One work around could be making a new container everytime a new user selects the analyzer. This would have some infra implications but would allow us to have unique containers of the analyzer with its own env file for each individual user. (not a good approach tho)
I have raised an (issue)[https://github.com/sundowndev/phoneinfoga/issues/1393] for further enquiry.
In the meantime we could update the analyzer configs to take API keys from the user in the interface and implement that logic whenever they solve our problem, till then we might have to leverage integration env only.

[mlodic]

thank you for the efforts. I would like to avoid to create complex things for this problem, I like to keep things simple if possible.
I suggest waiting for an answer from them. In case they do not answer within a week, we consider the problem unsolved and so we'll merge your actual PR even if there is that problem. In that case, we would need to specify more information about it in the docs, just to be explicit about this problem with the users.

[g4ze]

for sure!

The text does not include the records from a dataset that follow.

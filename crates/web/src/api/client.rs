//! Moorline REST API client implementation.
//!
//! Uses `reqwest` 0.13 for HTTP and `moka` for read-response caching
//! (30-second TTL). Every request carries the signed-in user's bearer token;
//! org-scoped requests additionally carry an `X-Org-Id` header.

use std::future::Future;
use std::sync::Arc;
use std::time::Duration;

use moka::future::Cache;
use moorline_core::{InviteId, MembershipId, OrgId, OrgRequestId, PlanId, RequestStatus};
use serde::de::DeserializeOwned;
use tracing::{debug, instrument};

use super::ApiError;
use super::cache::{CacheKey, CacheValue, token_fingerprint};
use super::types::{
    AdminOrg, AdminUser, BillingStatus, CreateOrgRequestBody, CurrentUserProfile, ImportReport,
    Invite, InviteBody, Member, Membership, OrgRequest, OrgStatusBody, OverrideUpdateBody,
    ProviderSession, ReviewBody, UpdateMemberBody,
};

// =============================================================================
// ApiClient
// =============================================================================

/// Client for the Moorline REST API.
///
/// Read responses are cached for 30 seconds; mutations invalidate the
/// dependent cache keys on success.
#[derive(Clone)]
pub struct ApiClient {
    inner: Arc<ApiClientInner>,
}

struct ApiClientInner {
    http: reqwest::Client,
    base_url: String,
    cache: Cache<CacheKey, CacheValue>,
}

In the meantime can you guide me to another issue i can take up?

[mlodic]

this is a sightly different analyzer: #1103.
This is a really important source for this project

[mlodic]

Just to keep a reference, they answered heresundowndev/phoneinfoga#1393)

We'll wait them to solve the issue regarding API keys than we'll finish this PR

[g4ze]

works using new version of phoneinfoga

[g4ze]

@mlodic kindly review.

[mlodic]

let's wait for the tests. If they pass we can merge the PR. Ty!